Fern Identification Day 2
I came back to the problem of identifying this fern a day later with a fresh idea for searching for online identification guides and it bore fruit immediately -- quite unlike ferns themselves… I finally found a fern identification key at the University of Wisconsin – Green Bay.  It’s on the Herbarium page of the Cofrin Center for Biodiversity. As it asks about specific characteristics being present or not, it includes links on the key terms describing what each is and showing photographic examples. Exactly what I need. A virtual Fern Identification for Dummies. Consequently, it also helps me to learn the terms by using the built-in glossary. This will be my primary resource for fern identification.
At Last! Creeping Fragile Fern
By drilling down through their binary identification system I believe the fern I photographed to be of the genus Cystopteris. One species of that genus, Cystopteris protrusa commonly named the creeping fragile fern, seems to be the most likely candidate as it has some keys distinctions from other Cystopteris species.
1) The creeping fragile fern prefers to grown on soil rather than rocks.
2) It is the only species of the Genus in which the rhizome extends out past the last frond and contains buds for the following year’s fronds.
3) Its range includes New England and it is quite common.
It is the second characteristic which, to me nails the identity as Cystopteris protrusa. You’ll remember that I remarked about the rhizome extension and underground buds. This turned out to be a good exercise, a strong learning experience, and it really highlights the need for thoroughness in the field. I literally had to dig a little deeper to find the characteristic that led me to a good identification on this species.  Genuine curiosity is your best tool for exploration.
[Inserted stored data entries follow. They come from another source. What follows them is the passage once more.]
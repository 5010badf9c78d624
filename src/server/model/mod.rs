//! Server-side domain models and parameter types.
//!
//! This module contains domain models used throughout the service layer, representing
//! business entities and operation parameters. Domain models are converted from entity
//! models at the repository boundary and transformed to DTOs at the controller boundary.

pub mod address;
pub mod diarist;
pub mod employee;
pub mod schedule;
pub mod user;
At present, I am not abotanist. I've had zero training. I am however, very curious, and quite persistent. In a year from now, I'll be pretty darn good at idenitfying plants by site in the field. If you faollow along with me on this blog and put what you lean into practice, you just might be too.
Cystopteris protrusa Propagation Revisited
By the way, based on the fact that we know the buds represent the following year’s ferns, I expect that to propagate the creeping fragile fern, this terminal portion of the rhizome would need to be transplanted. This may, or may not, hold true for other species of the genus.